DATA START

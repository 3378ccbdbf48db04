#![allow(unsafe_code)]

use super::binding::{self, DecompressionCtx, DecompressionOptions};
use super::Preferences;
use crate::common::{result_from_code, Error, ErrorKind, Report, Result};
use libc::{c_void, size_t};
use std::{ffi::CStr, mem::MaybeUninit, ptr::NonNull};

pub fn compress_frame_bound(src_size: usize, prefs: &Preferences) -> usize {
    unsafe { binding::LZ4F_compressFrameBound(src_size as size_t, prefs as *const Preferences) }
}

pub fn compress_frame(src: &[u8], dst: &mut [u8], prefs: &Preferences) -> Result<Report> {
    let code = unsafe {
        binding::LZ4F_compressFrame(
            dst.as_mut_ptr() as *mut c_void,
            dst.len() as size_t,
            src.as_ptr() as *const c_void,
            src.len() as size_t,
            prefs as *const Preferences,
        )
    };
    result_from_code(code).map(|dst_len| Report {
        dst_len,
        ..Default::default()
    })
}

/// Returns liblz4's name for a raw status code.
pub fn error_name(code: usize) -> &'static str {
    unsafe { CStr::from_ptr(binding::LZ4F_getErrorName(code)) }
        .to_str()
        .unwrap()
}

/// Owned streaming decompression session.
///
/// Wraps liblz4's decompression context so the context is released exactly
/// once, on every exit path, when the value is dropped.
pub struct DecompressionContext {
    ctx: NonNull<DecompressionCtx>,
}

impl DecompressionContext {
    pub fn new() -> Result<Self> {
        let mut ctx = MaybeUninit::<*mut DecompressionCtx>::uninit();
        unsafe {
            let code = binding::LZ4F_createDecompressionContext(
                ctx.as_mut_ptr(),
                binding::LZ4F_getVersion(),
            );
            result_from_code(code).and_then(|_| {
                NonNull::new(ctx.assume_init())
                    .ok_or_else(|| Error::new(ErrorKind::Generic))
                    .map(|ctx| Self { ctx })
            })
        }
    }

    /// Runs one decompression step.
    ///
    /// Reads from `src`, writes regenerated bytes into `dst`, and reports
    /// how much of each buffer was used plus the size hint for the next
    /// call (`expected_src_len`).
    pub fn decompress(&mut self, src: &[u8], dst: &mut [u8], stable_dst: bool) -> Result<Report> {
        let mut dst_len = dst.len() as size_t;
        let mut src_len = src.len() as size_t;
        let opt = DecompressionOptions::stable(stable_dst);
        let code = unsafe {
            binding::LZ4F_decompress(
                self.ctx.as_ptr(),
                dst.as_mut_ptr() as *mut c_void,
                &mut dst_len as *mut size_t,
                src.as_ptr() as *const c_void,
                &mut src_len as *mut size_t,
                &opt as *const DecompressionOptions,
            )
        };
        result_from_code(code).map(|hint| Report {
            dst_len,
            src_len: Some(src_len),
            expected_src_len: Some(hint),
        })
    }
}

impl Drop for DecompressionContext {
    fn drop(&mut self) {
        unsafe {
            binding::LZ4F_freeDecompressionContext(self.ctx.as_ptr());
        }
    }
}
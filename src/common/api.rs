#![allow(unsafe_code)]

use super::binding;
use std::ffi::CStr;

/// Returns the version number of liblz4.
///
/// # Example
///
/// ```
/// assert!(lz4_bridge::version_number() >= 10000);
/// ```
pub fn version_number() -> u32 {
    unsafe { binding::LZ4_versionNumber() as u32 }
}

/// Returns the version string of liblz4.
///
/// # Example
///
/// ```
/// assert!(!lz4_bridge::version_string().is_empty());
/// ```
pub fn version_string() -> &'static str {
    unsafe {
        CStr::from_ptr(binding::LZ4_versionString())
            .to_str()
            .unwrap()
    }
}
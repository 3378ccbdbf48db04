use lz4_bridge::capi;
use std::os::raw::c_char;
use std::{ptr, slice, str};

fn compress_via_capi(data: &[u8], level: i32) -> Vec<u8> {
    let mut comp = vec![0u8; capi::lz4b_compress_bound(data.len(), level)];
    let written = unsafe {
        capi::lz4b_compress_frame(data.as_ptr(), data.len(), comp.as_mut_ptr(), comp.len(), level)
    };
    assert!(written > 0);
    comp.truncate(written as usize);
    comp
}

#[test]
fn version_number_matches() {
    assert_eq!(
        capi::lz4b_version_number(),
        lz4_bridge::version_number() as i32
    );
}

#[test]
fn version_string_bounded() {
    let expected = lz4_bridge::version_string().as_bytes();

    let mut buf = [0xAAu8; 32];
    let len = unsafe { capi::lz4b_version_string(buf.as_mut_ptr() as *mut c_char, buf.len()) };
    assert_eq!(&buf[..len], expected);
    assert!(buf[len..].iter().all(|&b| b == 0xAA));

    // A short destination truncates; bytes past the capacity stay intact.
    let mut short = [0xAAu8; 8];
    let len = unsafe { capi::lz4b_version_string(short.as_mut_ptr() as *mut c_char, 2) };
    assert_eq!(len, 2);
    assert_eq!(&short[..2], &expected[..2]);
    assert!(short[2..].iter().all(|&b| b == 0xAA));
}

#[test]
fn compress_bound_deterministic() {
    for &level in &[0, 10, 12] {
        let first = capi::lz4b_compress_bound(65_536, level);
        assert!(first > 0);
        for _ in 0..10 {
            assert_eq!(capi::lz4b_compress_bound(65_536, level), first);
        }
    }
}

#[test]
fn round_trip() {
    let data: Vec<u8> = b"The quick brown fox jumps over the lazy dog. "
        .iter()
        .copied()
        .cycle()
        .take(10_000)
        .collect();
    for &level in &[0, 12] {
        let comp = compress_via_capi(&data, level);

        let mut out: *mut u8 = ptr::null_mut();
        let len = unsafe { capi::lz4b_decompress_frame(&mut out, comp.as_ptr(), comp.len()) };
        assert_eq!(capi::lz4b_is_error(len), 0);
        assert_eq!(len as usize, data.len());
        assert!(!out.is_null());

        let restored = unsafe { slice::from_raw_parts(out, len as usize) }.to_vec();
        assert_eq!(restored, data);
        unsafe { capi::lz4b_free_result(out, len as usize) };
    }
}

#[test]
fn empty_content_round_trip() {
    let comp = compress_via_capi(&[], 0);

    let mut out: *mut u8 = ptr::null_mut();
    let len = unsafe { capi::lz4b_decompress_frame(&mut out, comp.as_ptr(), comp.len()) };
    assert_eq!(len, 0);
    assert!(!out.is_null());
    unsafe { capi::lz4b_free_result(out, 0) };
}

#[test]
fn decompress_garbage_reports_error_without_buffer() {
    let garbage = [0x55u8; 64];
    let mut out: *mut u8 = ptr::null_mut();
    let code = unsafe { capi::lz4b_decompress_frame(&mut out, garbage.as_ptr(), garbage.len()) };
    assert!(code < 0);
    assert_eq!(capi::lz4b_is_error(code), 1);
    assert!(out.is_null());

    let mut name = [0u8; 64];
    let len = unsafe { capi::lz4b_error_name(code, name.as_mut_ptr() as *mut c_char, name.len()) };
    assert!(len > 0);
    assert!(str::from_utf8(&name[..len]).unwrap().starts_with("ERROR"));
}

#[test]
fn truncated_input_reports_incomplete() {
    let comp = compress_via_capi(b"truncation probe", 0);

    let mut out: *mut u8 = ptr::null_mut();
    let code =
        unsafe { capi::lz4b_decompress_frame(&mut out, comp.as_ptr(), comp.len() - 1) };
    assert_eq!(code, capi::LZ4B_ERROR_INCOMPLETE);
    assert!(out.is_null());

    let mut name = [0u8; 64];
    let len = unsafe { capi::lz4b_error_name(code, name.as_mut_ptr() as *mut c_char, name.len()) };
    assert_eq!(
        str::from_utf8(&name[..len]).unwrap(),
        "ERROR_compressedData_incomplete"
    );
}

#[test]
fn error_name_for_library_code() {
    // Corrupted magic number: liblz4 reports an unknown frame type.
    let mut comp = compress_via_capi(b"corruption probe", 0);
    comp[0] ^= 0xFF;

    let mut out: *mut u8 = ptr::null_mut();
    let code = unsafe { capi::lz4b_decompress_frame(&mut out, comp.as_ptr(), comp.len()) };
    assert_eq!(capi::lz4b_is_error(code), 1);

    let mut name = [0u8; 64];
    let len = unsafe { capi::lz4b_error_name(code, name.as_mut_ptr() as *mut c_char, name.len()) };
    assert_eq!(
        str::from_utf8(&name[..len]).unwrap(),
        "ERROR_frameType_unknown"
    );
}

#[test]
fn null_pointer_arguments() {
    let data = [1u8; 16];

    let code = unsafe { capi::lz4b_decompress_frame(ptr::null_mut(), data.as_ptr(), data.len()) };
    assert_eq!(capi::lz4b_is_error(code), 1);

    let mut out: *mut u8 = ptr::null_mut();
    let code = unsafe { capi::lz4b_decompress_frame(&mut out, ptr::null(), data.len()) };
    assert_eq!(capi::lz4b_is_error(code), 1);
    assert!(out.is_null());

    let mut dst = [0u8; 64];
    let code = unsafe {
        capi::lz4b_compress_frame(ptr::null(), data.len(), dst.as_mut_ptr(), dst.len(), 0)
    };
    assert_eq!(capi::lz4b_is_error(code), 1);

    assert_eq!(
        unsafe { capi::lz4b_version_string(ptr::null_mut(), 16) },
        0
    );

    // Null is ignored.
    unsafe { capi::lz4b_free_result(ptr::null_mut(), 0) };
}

DATA END

■ **TASK REQUIREMENTS**:
In the entries above, please find the line with "assert_eq!(&short[..2], &expected[..2]);" and the line with "let restored = unsafe", then write out exactly those two lines and every line between them, and nothing more.

■ **SOLUTION FOR THIS PROBLEM**:
    assert_eq!(&short[..2], &expected[..2]);
    assert!(short[2..].iter().all(|&b| b == 0xAA));
}

#[test]
fn compress_bound_deterministic() {
    for &level in &[0, 10, 12] {
        let first = capi::lz4b_compress_bound(65_536, level);
        assert!(first > 0);
        for _ in 0..10 {
            assert_eq!(capi::lz4b_compress_bound(65_536, level), first);
        }
    }
}

#[test]
fn round_trip() {
    let data: Vec<u8> = b"The quick brown fox jumps over the lazy dog. "
        .iter()
        .copied()
        .cycle()
        .take(10_000)
        .collect();
    for &level in &[0, 12] {
        let comp = compress_via_capi(&data, level);

        let mut out: *mut u8 = ptr::null_mut();
        let len = unsafe { capi::lz4b_decompress_frame(&mut out, comp.as_ptr(), comp.len()) };
        assert_eq!(capi::lz4b_is_error(len), 0);
        assert_eq!(len as usize, data.len());
        assert!(!out.is_null());

        let restored = unsafe { slice::from_raw_parts(out, len as usize) }.to_vec();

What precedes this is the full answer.